全13回を予定しております東京創元社から出版されたゲームブックの解説「SAGBがよくわかる本」、6回目の記事を配信いたします。今回と次回の7回は日本が生み出したゲームブックの申し子「鈴木直人」の諸作品を扱います。6回は『スーパー・ブラックオニキス』を中心に解説します。
なお、本連載はSAGBとして東京創元社版のみを検討・分析する記事とさせて頂いておりますので、後に別会社から出版された復刻版・改訂版など(今回では『ブラックオニキス・リビルド』)については取り上げていないことを予めお断りいたします。
本連載は「名作」と呼ばれるものを最初に集中的に扱っている関係上、連載の後半になるに従って厳しい批評が多くなりますこと、ご寛恕ください。作品そのものを全否定する意図は全くないことをご理解いただければと思います。「私はそうは思わない」という感想がございましたら、ぜひともお寄せいただければ嬉しく思います。
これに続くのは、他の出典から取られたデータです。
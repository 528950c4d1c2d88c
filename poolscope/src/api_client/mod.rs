//! Client for the daemon's HTTP API.

pub mod types;

use std::time::Duration;

use reqwest::{StatusCode, Url};
use serde::{Serialize, de::DeserializeOwned};

use crate::error::{Error, Result};
use crate::pool_api::MinerStats;
use types::{
    BlocksResponse, EndpointView, ErrorResponse, PaymentsResponse, PoolResponse, PoolsResponse,
    ProbeRequestBody, ProbeResponse, SelectionRequest,
};

pub const DEFAULT_URL: &str = "http://127.0.0.1:7786";

const API_PREFIX: [&str; 2] = ["api", "v0"];

/// Long enough for a `/probe` at its 10 s ceiling to answer.
const REQUEST_TIMEOUT: Duration = Duration::from_secs(15);

/// Outcome of a miner lookup.
#[derive(Debug)]
pub enum MinerLookup {
    Found(MinerStats),
    /// The daemon's explanation of why there is nothing to show.
    NotFound(String),
}

pub struct Client {
    base_url: Url,
    http: reqwest::Client,
}

impl Client {
    /// Client for a daemon at [`DEFAULT_URL`].
    pub fn new() -> Result<Self> {
        Self::with_base_url(DEFAULT_URL)
    }

    pub fn with_base_url(url: impl Into<String>) -> Result<Self> {
        let url = url.into();
        let base_url =
            Url::parse(&url).map_err(|e| Error::Config(format!("invalid API URL {url:?}: {e}")))?;
        if base_url.cannot_be_a_base() {
            return Err(Error::Config(format!("API URL {base_url} cannot be a base")));
        }

        let http = reqwest::Client::builder()
            .timeout(REQUEST_TIMEOUT)
            .build()?;
        Ok(Self { base_url, http })
    }

    pub async fn get_pools(&self) -> Result<PoolsResponse> {
        self.get(&["pools"]).await
    }

    pub async fn get_pool(&self, id: &str) -> Result<PoolResponse> {
        self.get(&["pools", id]).await
    }

    pub async fn get_blocks(&self, id: &str) -> Result<BlocksResponse> {
        self.get(&["pools", id, "blocks"]).await
    }

    pub async fn get_payments(&self, id: &str) -> Result<PaymentsResponse> {
        self.get(&["pools", id, "payments"]).await
    }

    pub async fn get_endpoints(&self, id: &str) -> Result<EndpointView> {
        self.get(&["pools", id, "endpoints"]).await
    }

    pub async fn select(&self, id: &str, selection: &SelectionRequest) -> Result<EndpointView> {
        let request = self
            .http
            .put(self.url(&["pools", id, "endpoints", "selection"]))
            .json(selection);
        decode(request.send().await?).await
    }

    pub async fn retest(&self, id: &str) -> Result<EndpointView> {
        let request = self
            .http
            .post(self.url(&["pools", id, "endpoints", "retest"]));
        decode(request.send().await?).await
    }

    /// Ask the daemon to poll the upstream immediately.
    pub async fn refresh(&self) -> Result<()> {
        let response = self.http.post(self.url(&["refresh"])).send().await?;
        match response.status() {
            status if status.is_success() => Ok(()),
            status => Err(Error::Status(status)),
        }
    }

    pub async fn get_miner(&self, pool: &str, address: &str) -> Result<MinerLookup> {
        let response = self
            .http
            .get(self.url(&["miners", pool, address]))
            .send()
            .await?;
        if response.status() == StatusCode::NOT_FOUND {
            let body: ErrorResponse = response.json().await?;
            return Ok(MinerLookup::NotFound(body.error));
        }
        decode(response).await.map(MinerLookup::Found)
    }

    pub async fn probe(&self, body: &ProbeRequestBody) -> Result<ProbeResponse> {
        self.post(&["probe"], body).await
    }

    /// `{base}/api/v0/{segments..}`, each segment percent-encoded on its own.
    fn url(&self, segments: &[&str]) -> Url {
        let mut url = self.base_url.clone();
        // Checked in `with_base_url`.
        if let Ok(mut path) = url.path_segments_mut() {
            path.pop_if_empty().extend(API_PREFIX).extend(segments);
        }
        url
    }

    async fn get<T: DeserializeOwned>(&self, segments: &[&str]) -> Result<T> {
        decode(self.http.get(self.url(segments)).send().await?).await
    }

    async fn post<B: Serialize, T: DeserializeOwned>(&self, segments: &[&str], body: &B) -> Result<T> {
        decode(self.http.post(self.url(segments)).json(body).send().await?).await
    }
}

async fn decode<T: DeserializeOwned>(response: reqwest::Response) -> Result<T> {
    let status = response.status();
    if status.is_success() {
        return Ok(response.json().await?);
    }

    // Prefer the daemon's own message when it sent one.
    match response.json::<ErrorResponse>().await {
        Ok(body) => Err(Error::Other(body.error)),
        Err(_) => Err(Error::Status(status)),
    }
}

#[cfg(test)]
mod tests {
    use std::sync::Arc;

    use axum::{Json, Router, extract::Path, routing::get};
    use serde_json::json;
    use tokio::sync::{mpsc, watch};

    use super::*;
    use crate::api::{SharedState, router};
    use crate::dashboard::DashboardSnapshot;
    use crate::pool_api::{self, Pool, testing::serve};
    use crate::probe::TcpProber;

    async fn daemon(snapshot: DashboardSnapshot) -> (Client, watch::Sender<DashboardSnapshot>) {
        daemon_with_upstream(snapshot, "http://127.0.0.1:9").await
    }

    async fn daemon_with_upstream(
        snapshot: DashboardSnapshot,
        upstream: &str,
    ) -> (Client, watch::Sender<DashboardSnapshot>) {
        let (snapshot_tx, snapshot_rx) = watch::channel(snapshot);
        let (cmd_tx, _cmd_rx) = mpsc::channel(1);
        let state = SharedState {
            snapshots: snapshot_rx,
            dashboard_cmd_tx: cmd_tx,
            upstream: pool_api::Client::new(upstream).unwrap(),
            prober: Arc::new(TcpProber),
            probe_timeout_ms: 1000,
        };
        let url = serve(router(state)).await;
        (Client::with_base_url(url).unwrap(), snapshot_tx)
    }

    #[tokio::test]
    async fn reads_pools() {
        let mut snapshot = DashboardSnapshot::default();
        snapshot.pools.pools.push(Pool {
            id: "ltc".into(),
            ..Default::default()
        });
        snapshot.pools.advisory = Some("stale".into());
        let (client, _tx) = daemon(snapshot).await;

        let pools = client.get_pools().await.unwrap();
        assert_eq!(pools.pools[0].id, "ltc");
        assert_eq!(pools.advisory.as_deref(), Some("stale"));
    }

    #[tokio::test]
    async fn daemon_error_message_is_surfaced() {
        let (client, _tx) = daemon(DashboardSnapshot::default()).await;

        let err = client.get_endpoints("nope").await.unwrap_err();
        assert_eq!(err.to_string(), "unknown pool nope");
    }

    #[tokio::test]
    async fn probe_round_trip() {
        let (client, _tx) = daemon(DashboardSnapshot::default()).await;
        let listener = tokio::net::TcpListener::bind("127.0.0.1:0").await.unwrap();
        let port = listener.local_addr().unwrap().port();

        let response = client
            .probe(&ProbeRequestBody {
                host: "127.0.0.1".into(),
                port,
                timeout: None,
            })
            .await
            .unwrap();
        assert!(response.latency.is_some());
        assert_eq!(response.error, None);
    }

    #[tokio::test]
    async fn miner_address_survives_both_hops() {
        let upstream = Router::new().route(
            "/api/miners/{pool}/{address}",
            get(|Path((pool, address)): Path<(String, String)>| async move {
                Json(json!({ "lastPayment": format!("{pool}|{address}") }))
            }),
        );
        let upstream = serve(upstream).await;
        let (client, _tx) = daemon_with_upstream(DashboardSnapshot::default(), &upstream).await;

        for address in ["abc?x=1", "abc#frag", "abc/def"] {
            let stats = match client.get_miner("btc", address).await.unwrap() {
                MinerLookup::Found(stats) => stats,
                MinerLookup::NotFound(message) => panic!("{address}: {message}"),
            };
            assert_eq!(stats.last_payment, Some(format!("btc|{address}")));
        }
    }

    #[tokio::test(start_paused = true)]
    async fn silent_daemon_times_out() {
        // Connections land in the backlog and are never answered.
        let listener = tokio::net::TcpListener::bind("127.0.0.1:0").await.unwrap();
        let client =
            Client::with_base_url(format!("http://{}", listener.local_addr().unwrap())).unwrap();

        let err = client.get_pools().await.unwrap_err();
        assert!(matches!(&err, Error::Http(e) if e.is_timeout()), "{err:?}");
    }

    #[test]
    fn malformed_url_is_config_error() {
        assert!(matches!(
            Client::with_base_url("127.0.0.1:7786"),
            Err(Error::Config(_))
        ));
    }
}
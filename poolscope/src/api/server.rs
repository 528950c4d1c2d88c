//! Router assembly and the HTTP server loop.

use std::{net::SocketAddr, sync::Arc};

use anyhow::{Context, Result};
use axum::Router;
use tokio::{
    net::TcpListener,
    sync::{mpsc, watch},
};
use tokio_util::sync::CancellationToken;
use tower_http::trace::TraceLayer;
use utoipa::OpenApi;
use utoipa_axum::router::OpenApiRouter;
use utoipa_swagger_ui::SwaggerUi;

use super::{commands::DashboardCommand, v0};
use crate::dashboard::DashboardSnapshot;
use crate::pool_api;
use crate::probe::Prober;
use crate::tracing::prelude::*;

#[derive(OpenApi)]
#[openapi(
    info(
        title = "poolscope API",
        description = "Pool statistics and stratum endpoint selection for dashboard views"
    ),
    tags(
        (name = "health", description = "Liveness"),
        (name = "pools", description = "Polled pool data"),
        (name = "endpoints", description = "Stratum endpoint latency and selection"),
        (name = "miners", description = "Per-miner statistics"),
        (name = "probe", description = "On-demand TCP latency probe"),
    )
)]
struct ApiDoc;

/// State shared by all handlers.
#[derive(Clone)]
pub struct SharedState {
    pub snapshots: watch::Receiver<DashboardSnapshot>,
    pub dashboard_cmd_tx: mpsc::Sender<DashboardCommand>,
    /// Used directly for miner lookups, which are not polled.
    pub upstream: pool_api::Client,
    pub prober: Arc<dyn Prober>,
    /// Timeout for `/probe` requests that do not name one.
    pub probe_timeout_ms: u64,
}

/// Build the full application router.
pub fn router(state: SharedState) -> Router {
    let (router, api) = OpenApiRouter::with_openapi(ApiDoc::openapi())
        .nest("/api/v0", v0::routes())
        .split_for_parts();

    router
        .merge(SwaggerUi::new("/swagger-ui").url("/api-docs/openapi.json", api))
        .layer(TraceLayer::new_for_http())
        .with_state(state)
}

/// Serve the API on `addr` until `shutdown` is cancelled.
pub async fn serve(addr: SocketAddr, state: SharedState, shutdown: CancellationToken) -> Result<()> {
    let listener = TcpListener::bind(addr)
        .await
        .with_context(|| format!("failed to bind API listener on {addr}"))?;

    info!(%addr, "API listening");
    info!("Swagger UI available at http://{addr}/swagger-ui");

    axum::serve(listener, router(state))
        .with_graceful_shutdown(shutdown.cancelled_owned())
        .await
        .context("API server failed")?;

    info!("API server stopped");
    Ok(())
}
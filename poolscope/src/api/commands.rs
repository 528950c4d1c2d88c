//! Command types sent from API handlers to the dashboard task.
//!
//! Each command carries a oneshot reply channel so the handler can
//! await the result and translate it into an HTTP response.

use thiserror::Error;
use tokio::sync::oneshot;

use crate::api_client::types::EndpointView;
use crate::endpoint::SelectionError;

#[derive(Debug, Error)]
pub enum CommandError {
    #[error("unknown pool {0}")]
    UnknownPool(String),

    #[error(transparent)]
    Selection(#[from] SelectionError),
}

pub type CommandReply = oneshot::Sender<Result<EndpointView, CommandError>>;

/// Commands from the API to the dashboard.
pub enum DashboardCommand {
    /// Change a pool's group and/or endpoint choice.
    SelectEndpoint {
        pool_id: String,
        /// Group to pin; `None` with `port` also `None` returns both
        /// choices to automatic.
        host: Option<String>,
        /// Port to pin within the group; `None` for automatic.
        port: Option<u16>,
        reply: CommandReply,
    },

    /// Re-probe every endpoint of a pool, overwriting earlier samples.
    Retest { pool_id: String, reply: CommandReply },

    /// Poll the upstream now instead of waiting for the next tick.
    RefreshNow { reply: oneshot::Sender<()> },
}
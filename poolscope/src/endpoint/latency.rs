//! Per-endpoint latency samples.
//!
//! ```text
//!           begin()              commit(ok)
//!  Idle ─────────────► Testing ──────────────► Success(ms)
//!                        │  ▲
//!                        │  │ begin() (retest overwrites)
//!                        │  └──────────────── Success / Error
//!                        │    commit(err)
//!                        └───────────────────► Error(reason)
//! ```
//!
//! The table holds at most one sample per [`EndpointKey`]. Starting a probe
//! on a key that is already testing replaces the pending probe; when the
//! older probe finishes its result no longer matches and is dropped.

use std::collections::HashMap;

use super::EndpointKey;
use crate::probe::{ProbeError, ProbeOutcome};

/// Identifies one dispatched probe so late results can be recognized.
pub type ProbeId = u64;

#[derive(Clone, Copy, Debug, Default, PartialEq, Eq)]
pub enum LatencySample {
    /// Created, not yet probed.
    #[default]
    Idle,

    /// A probe is in flight.
    Testing { probe_id: ProbeId },

    Success { latency_ms: u64 },

    Error { reason: ProbeError },
}

impl LatencySample {
    pub fn latency_ms(&self) -> Option<u64> {
        match self {
            LatencySample::Success { latency_ms } => Some(*latency_ms),
            _ => None,
        }
    }
}

#[derive(Debug, Default)]
pub struct LatencyTable {
    samples: HashMap<EndpointKey, LatencySample>,
    next_probe_id: ProbeId,
}

impl LatencyTable {
    pub fn new() -> Self {
        Self::default()
    }

    /// Current sample for `key`; unknown keys read as idle.
    pub fn get(&self, key: &EndpointKey) -> LatencySample {
        self.samples.get(key).copied().unwrap_or_default()
    }

    /// Latency in ms if the last probe of `key` succeeded.
    pub fn latency(&self, key: &EndpointKey) -> Option<u64> {
        self.get(key).latency_ms()
    }

    /// Whether `key` has ever had a probe dispatched that is still tracked.
    pub fn has_probe(&self, key: &EndpointKey) -> bool {
        !matches!(self.get(key), LatencySample::Idle)
    }

    /// Mark `key` as testing under a fresh probe id, overwriting whatever
    /// sample it held.
    pub fn begin(&mut self, key: EndpointKey) -> ProbeId {
        self.next_probe_id += 1;
        let probe_id = self.next_probe_id;
        self.samples
            .insert(key, LatencySample::Testing { probe_id });
        probe_id
    }

    /// Record a probe result.
    ///
    /// Applies only when `key` is still testing under `probe_id`; returns
    /// whether the result was applied.
    pub fn commit(&mut self, key: &EndpointKey, probe_id: ProbeId, outcome: ProbeOutcome) -> bool {
        let Some(slot) = self.samples.get_mut(key) else {
            return false;
        };
        if *slot != (LatencySample::Testing { probe_id }) {
            return false;
        }

        *slot = match outcome.into_result() {
            Ok(latency_ms) => LatencySample::Success { latency_ms },
            Err(reason) => LatencySample::Error { reason },
        };
        true
    }

    /// Drop samples for keys that `keep` rejects.
    pub fn retain(&mut self, mut keep: impl FnMut(&EndpointKey) -> bool) {
        self.samples.retain(|key, _| keep(key));
    }

    #[cfg(test)]
    fn len(&self) -> usize {
        self.samples.len()
    }
}

#[cfg(test)]
mod tests {
    use super::*;

    fn key(port: u16) -> EndpointKey {
        EndpointKey::new("eu", port)
    }

    #[test]
    fn unknown_key_is_idle() {
        let table = LatencyTable::new();
        assert_eq!(table.get(&key(1)), LatencySample::Idle);
        assert!(!table.has_probe(&key(1)));
    }

    #[test]
    fn success_records_latency() {
        let mut table = LatencyTable::new();
        let id = table.begin(key(1));
        assert_eq!(table.get(&key(1)), LatencySample::Testing { probe_id: id });

        assert!(table.commit(&key(1), id, ProbeOutcome::success(37)));
        assert_eq!(table.latency(&key(1)), Some(37));
    }

    #[test]
    fn failure_records_reason() {
        let mut table = LatencyTable::new();
        let id = table.begin(key(1));
        table.commit(&key(1), id, ProbeOutcome::failure(ProbeError::Timeout));

        assert_eq!(
            table.get(&key(1)),
            LatencySample::Error {
                reason: ProbeError::Timeout
            }
        );
        assert_eq!(table.latency(&key(1)), None);
    }

    #[test]
    fn newer_probe_overwrites_older() {
        let mut table = LatencyTable::new();
        let first = table.begin(key(1));
        let second = table.begin(key(1));
        assert_eq!(table.len(), 1);

        // The stale result arrives first and is ignored.
        assert!(!table.commit(&key(1), first, ProbeOutcome::success(900)));
        assert!(table.commit(&key(1), second, ProbeOutcome::success(12)));
        assert_eq!(table.latency(&key(1)), Some(12));
    }

    #[test]
    fn settled_sample_ignores_duplicate_commit() {
        let mut table = LatencyTable::new();
        let id = table.begin(key(1));
        assert!(table.commit(&key(1), id, ProbeOutcome::success(10)));
        assert!(!table.commit(&key(1), id, ProbeOutcome::success(99)));
        assert_eq!(table.latency(&key(1)), Some(10));
    }

    #[test]
    fn result_for_removed_key_is_dropped() {
        let mut table = LatencyTable::new();
        let id = table.begin(key(1));
        table.retain(|_| false);

        assert!(!table.commit(&key(1), id, ProbeOutcome::success(5)));
        assert_eq!(table.len(), 0);
    }
}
毎回の私事ではありますが、アマゾンにてファンタジー小説『セイバーズ・クロニクル』とそのスピンオフのゲームブック『クレージュ・サーガ』を上梓しておりますので、そちらもご覧いただければ嬉しく思います。なお、『クレージュ・サーガ』はこの記事の連載開始後に品切れになりました。ご購入くださった方には、この場を借りてお礼申し上げます。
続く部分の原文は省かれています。